Dating in Boston is a difficult kind of challenge due to the cost of living, but at least just about everyone I dated before meeting my partner had a master's degree or was working toward one, had a retirement account, were moving up the corporate ladder, and had side gigs and volunteer positions to get their name out there, network, and build meaning into their lives outside of work. Sure, they might live with roommates in a dumpy apartment and be saddled with student loan debt, but they had goals on the horizon. Often that horizon means leaving for less competitive markets (dating, career, education, etc) to succeed after making a name of yourself here, but that pushes other milestones further down the road.
I have thought about how geography could affect dating. In terms of being a millennial, I can understand where you're coming from.

Competition in Atlanta city is on the rise. More people are moving to the Atlanta area. Boston, I can understand the desire to be there. The Athens of the USA. A biotechnology center. I do know that Boston is a very competitive place. I expect that from the Boswash corridor. I know a few people who live in the DC area. From what I've heard, it is competitive, and stressful. The likelihood of finding more goal-oriented people in Boston is higher. Your partner is indicative of that. Returning to the Atlanta area might help with the cost of living. One concern is the pay scale.
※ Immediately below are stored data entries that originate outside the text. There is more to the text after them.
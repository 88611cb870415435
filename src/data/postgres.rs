use crate::{
    config::DbConfig,
    data::{
        StudentStore,
        student::{Student, StudentFields, StudentQuery},
    },
    error::{EscolaError, EscolaResult, MakeQuerySnafu, MigrateSnafu, OpenDatabaseSnafu},
};
use async_trait::async_trait;
use snafu::ResultExt;
use sqlx::{Pool, Postgres, QueryBuilder, postgres::PgPoolOptions};

const STUDENT_COLUMNS: &str = "id, first_name, preferred_name, surname, email, date_of_birth";

#[derive(Clone, Debug)]
pub struct PostgresStudentStore {
    pool: Pool<Postgres>,
}

impl PostgresStudentStore {
    pub async fn new(options: PgPoolOptions, db_config: &DbConfig) -> EscolaResult<Self> {
        let pool = options
            .connect(&db_config.get_db_path())
            .await
            .context(OpenDatabaseSnafu)?;

        sqlx::migrate!().run(&pool).await.context(MigrateSnafu)?;

        Ok(Self { pool })
    }
}

/// Escapes `LIKE` wildcards so the search term matches literally.
fn like_pattern(term: &str) -> String {
    let mut pattern = String::with_capacity(term.len() + 2);
    pattern.push('%');
    for ch in term.chars() {
        if matches!(ch, '%' | '_' | '\\') {
            pattern.push('\\');
        }
        pattern.push(ch);
    }
    pattern.push('%');
    pattern
}

fn push_filter(builder: &mut QueryBuilder<'_, Postgres>, query: &StudentQuery) {
    if let Some(term) = query.search_term() {
        let pattern = like_pattern(term);
        builder.push(" WHERE first_name ILIKE ");
        builder.push_bind(pattern.clone());
        builder.push(" OR preferred_name ILIKE ");
        builder.push_bind(pattern.clone());
        builder.push(" OR surname ILIKE ");
        builder.push_bind(pattern.clone());
        builder.push(" OR email ILIKE ");
        builder.push_bind(pattern);
    }
}

fn count_query(query: &StudentQuery) -> QueryBuilder<'static, Postgres> {
    let mut builder = QueryBuilder::new("SELECT COUNT(*) FROM public.students");
    push_filter(&mut builder, query);
    builder
}

fn select_query(query: &StudentQuery) -> QueryBuilder<'static, Postgres> {
    let mut builder = QueryBuilder::new(format!("SELECT {STUDENT_COLUMNS} FROM public.students"));
    push_filter(&mut builder, query);

    //columns come from a fixed list, never from the request
    builder.push(" ORDER BY ");
    for key in &query.ordering {
        builder.push(key.field.column());
        builder.push(if key.descending { " DESC, " } else { " ASC, " });
    }
    builder.push("id ASC");

    if let Some(window) = query.window {
        builder.push(" LIMIT ");
        builder.push_bind(i64::try_from(window.limit).unwrap_or(i64::MAX));
        builder.push(" OFFSET ");
        builder.push_bind(i64::try_from(window.offset).unwrap_or(i64::MAX));
    }

    builder
}

fn write_error(source: sqlx::Error) -> EscolaError {
    match &source {
        sqlx::Error::Database(db) if db.is_unique_violation() => EscolaError::EmailTaken,
        _ => EscolaError::MakeQuery { source },
    }
}

#[async_trait]
impl StudentStore for PostgresStudentStore {
    async fn list(&self, query: &StudentQuery) -> EscolaResult<(u64, Vec<Student>)> {
        let count: i64 = count_query(query)
            .build_query_scalar()
            .fetch_one(&self.pool)
            .await
            .context(MakeQuerySnafu)?;

        let students = select_query(query)
            .build_query_as::<Student>()
            .fetch_all(&self.pool)
            .await
            .context(MakeQuerySnafu)?;

        Ok((u64::try_from(count).unwrap_or_default(), students))
    }

    async fn get(&self, id: i64) -> EscolaResult<Option<Student>> {
        sqlx::query_as::<_, Student>(&format!(
            "SELECT {STUDENT_COLUMNS} FROM public.students WHERE id = $1"
        ))
        .bind(id)
        .fetch_optional(&self.pool)
        .await
        .context(MakeQuerySnafu)
    }

    async fn insert(&self, fields: StudentFields) -> EscolaResult<Student> {
        let StudentFields {
            first_name,
            preferred_name,
            surname,
            email,
            date_of_birth,
        } = fields;

        let student = sqlx::query_as::<_, Student>(&format!(
            "INSERT INTO public.students (first_name, preferred_name, surname, email, date_of_birth) VALUES ($1, $2, $3, $4, $5) RETURNING {STUDENT_COLUMNS}"
        ))
        .bind(first_name)
        .bind(preferred_name)
        .bind(surname)
        .bind(email)
        .bind(date_of_birth)
        .fetch_one(&self.pool)
        .await
        .map_err(write_error)?;

        info!(id = student.id, "Added student");
        Ok(student)
    }

    async fn update(&self, id: i64, fields: StudentFields) -> EscolaResult<Option<Student>> {
        let StudentFields {
            first_name,
            preferred_name,
            surname,
            email,
            date_of_birth,
        } = fields;

        let student = sqlx::query_as::<_, Student>(&format!(
            "UPDATE public.students SET first_name = $2, preferred_name = $3, surname = $4, email = $5, date_of_birth = $6 WHERE id = $1 RETURNING {STUDENT_COLUMNS}"
        ))
        .bind(id)
        .bind(first_name)
        .bind(preferred_name)
        .bind(surname)
        .bind(email)
        .bind(date_of_birth)
        .fetch_optional(&self.pool)
        .await
        .map_err(write_error)?;

        if student.is_some() {
            info!(id, "Updated student");
        }
        Ok(student)
    }

    async fn remove(&self, id: i64) -> EscolaResult<bool> {
        let removed = sqlx::query("DELETE FROM public.students WHERE id = $1")
            .bind(id)
            .execute(&self.pool)
            .await
            .context(MakeQuerySnafu)?
            .rows_affected()
            > 0;

        if removed {
            info!(id, "Removed student");
        }
        Ok(removed)
    }

    async fn close(&self) {
        self.pool.close().await;
    }
}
I went to college in the suburbs. When I finally did decide to throw my lot in and try dating, it was rough. I waited until I had a job to try dating(the job I had in college). I found in nearly impossible. Alot of women had boyfriends. I tried a few times but got turned down, or stood up. It seemed like the single women who had their stuff together, or who were at least hardworking and goal-oriented, didn't really want much to do with me. At least in my experience. The women I seemed to attract(and it was very few) were either hood rats, or some woman who just didn't seem to have goals.

Fast forward to my adulthood. I can't say I have everything together. Things went awry around the time I graduated from college. Wound up living with my parents again. I still do to this day. However, I do have a good job. I am working on building for myself. I am still playing catch-up from being down. I technically could move out of my parents house, and part of me wants to. However, it seems cheaper to just stay with my parents, help out with the bills.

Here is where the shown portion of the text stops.